The May 26, 1863, issue of the Review would certainly be full of news, especially after the conference in Battle Creek, just 55 miles away from Sarah Philo’s home in Bunker Hill, Michigan, United States. She opened the periodical and nodded along eagerly as she read that the delegates had drafted, debated, and adopted a church constitution. Why had they organized? Sarah read: “. . . for the purpose of securing unity and efficiency in labor, and promoting the general interests of the cause of present truth, and of perfecting the organization of the Seventh-day Adventists.”1
Sarah knew all about promoting the cause of present truth. She’d accepted the third angel’s message just seven years earlier, at the age of 60, after seventh-day Sabbathkeeping Adventist preachers had visited. At first she’d been the only one in her area to keep the seventh day,2 but Sarah led by example, and by 1861 a nearby woman was keeping the Sabbath with her.3 In 1862 she wrote to the Review, asking for “Brother Cornell” to come and stay a week in Bunker Hill, challenging, “You strewed the seed when you was here; come and see if it is not coming up.”4 And the seed had indeed grown! In April 1864 John Byington—then General Conference president—oversaw the organization of an official church in Bunker Hill, with 18 members,5 of which Sarah was surely one.

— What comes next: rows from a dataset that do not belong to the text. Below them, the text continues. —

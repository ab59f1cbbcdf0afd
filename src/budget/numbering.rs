//! Sequential budget numbers in the form `PRES-{YYYY}{MM}-{counter}`.

use chrono::Datelike;
use std::sync::atomic::{AtomicU64, Ordering};
use std::sync::Arc;

use super::clock::{Clock, SystemClock};

pub const DEFAULT_COUNTER_SEED: u64 = 1000;
pub const BUDGET_NUMBER_PREFIX: &str = "PRES";

/// Hands out unique, strictly increasing budget numbers for the lifetime of the process.
///
/// The counter starts at the seed and every call increments it once before
/// formatting, so the first number issued is `seed + 1`. Nothing is persisted:
/// a restart begins again from the seed.
pub struct BudgetNumberGenerator {
    counter: AtomicU64,
    clock: Arc<dyn Clock>,
}

impl BudgetNumberGenerator {
    pub fn new(seed: u64, clock: Arc<dyn Clock>) -> Self {
        Self {
            counter: AtomicU64::new(seed),
            clock,
        }
    }

    pub fn with_system_clock(seed: u64) -> Self {
        Self::new(seed, Arc::new(SystemClock))
    }

    /// Issue the next budget number.
    pub fn next(&self) -> String {
        let sequence = self.counter.fetch_add(1, Ordering::SeqCst) + 1;
        let now = self.clock.now();
        format!(
            "{}-{:04}{:02}-{}",
            BUDGET_NUMBER_PREFIX,
            now.year(),
            now.month(),
            sequence
        )
    }

    /// Last counter value handed out (the seed if none yet).
    pub fn current(&self) -> u64 {
        self.counter.load(Ordering::SeqCst)
    }
}

impl Default for BudgetNumberGenerator {
    fn default() -> Self {
        Self::with_system_clock(DEFAULT_COUNTER_SEED)
    }
}

#[cfg(test)]
mod tests {
    use super::*;
    use crate::budget::clock::FixedClock;
    use std::collections::HashSet;

    fn generator(seed: u64) -> BudgetNumberGenerator {
        let clock = FixedClock::parse("2026-03-05T10:00:00+00:00").unwrap();
        BudgetNumberGenerator::new(seed, Arc::new(clock))
    }

    fn sequence_of(number: &str) -> u64 {
        number.rsplit('-').next().unwrap().parse().unwrap()
    }

    #[test]
    fn test_first_number_follows_seed() {
        let numbers = generator(DEFAULT_COUNTER_SEED);
        assert_eq!(numbers.next(), "PRES-202603-1001");
        assert_eq!(numbers.next(), "PRES-202603-1002");
        assert_eq!(numbers.current(), 1002);
    }

    #[test]
    fn test_sequential_numbers_strictly_increase() {
        let numbers = generator(0);
        let issued: Vec<u64> = (0..50).map(|_| sequence_of(&numbers.next())).collect();
        assert!(issued.windows(2).all(|pair| pair[0] < pair[1]));
    }

    #[test]
    fn test_isolated_generators_do_not_share_state() {
        let a = generator(10);
        let b = generator(10);
        assert_eq!(a.next(), b.next());
    }

    #[test]
    fn test_concurrent_threads_never_duplicate() {
        let numbers = Arc::new(generator(DEFAULT_COUNTER_SEED));
        let handles: Vec<_> = (0..8)
            .map(|_| {
                let numbers = numbers.clone();
                std::thread::spawn(move || (0..250).map(|_| numbers.next()).collect::<Vec<_>>())
            })
            .collect();

        let mut seen = HashSet::new();
        for handle in handles {
            for number in handle.join().unwrap() {
                assert!(seen.insert(number), "duplicate budget number issued");
            }
        }
        assert_eq!(seen.len(), 2000);
        assert_eq!(numbers.current(), DEFAULT_COUNTER_SEED + 2000);
    }
}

When Sarah died on January 9, 1877, much of Adventist history had not yet happened. The Adventist Church had a total of 18 conferences, including the Texas Mission and the European Mission, where John N. Andrews had been sent just three years before as the church’s first official overseas missionary. Then the church had 478 churches and 11,708 members. It was just a year before Sarah died that the Western Health Reform Institute had become the Battle Creek Medical and Surgical Sanitarium. The church would not reorganize itself nor move Battle Creek College out of Battle Creek to Berrien Springs for another 24 years. Its headquarters and the Review and Herald Publishing Association would not move to Washington, D.C., for several years beyond that (and it would be 106 and 112 years before those institutions would move to Hagerstown and Silver Spring, Maryland, respectively). Sarah could not have known that, as of December 2021, the Seventh-day Adventist Church would officially have 742 local conferences and missions, 95,297 churches, and 21,912,161 members. Most people have not heard of Sarah Philo, but the life Sarah lived, “devoted to those truths which she held most dear,”6 has a legacy of its own, 160 years after the Seventh-day Adventist Church organized in 1863. Sarah’s patient and persistent seed-sowing resulted in many of her descendants also working hard to promote the general interests of the cause of present truth.7 What seeds are you sowing today?
1 “Report of General Conference of Seventh-day Adventists,” Review and Herald, May 26, 1863, pp. 204, 205.
2 Review and Herald, Dec. 16, 1858, p. 31.
3 Review and Herald, Sept. 24, 1861, p. 135.
4 “Extracts From Letters,” Review and Herald, Jan. 7, 1862, p. 47.
5 “Report From Bro. Byington,” Review and Herald, May 10, 1864, pp. 188, 189.
6 Hannah Janes, “Obituary Notice,” Review and Herald, Feb. 15, 1877, p. 55.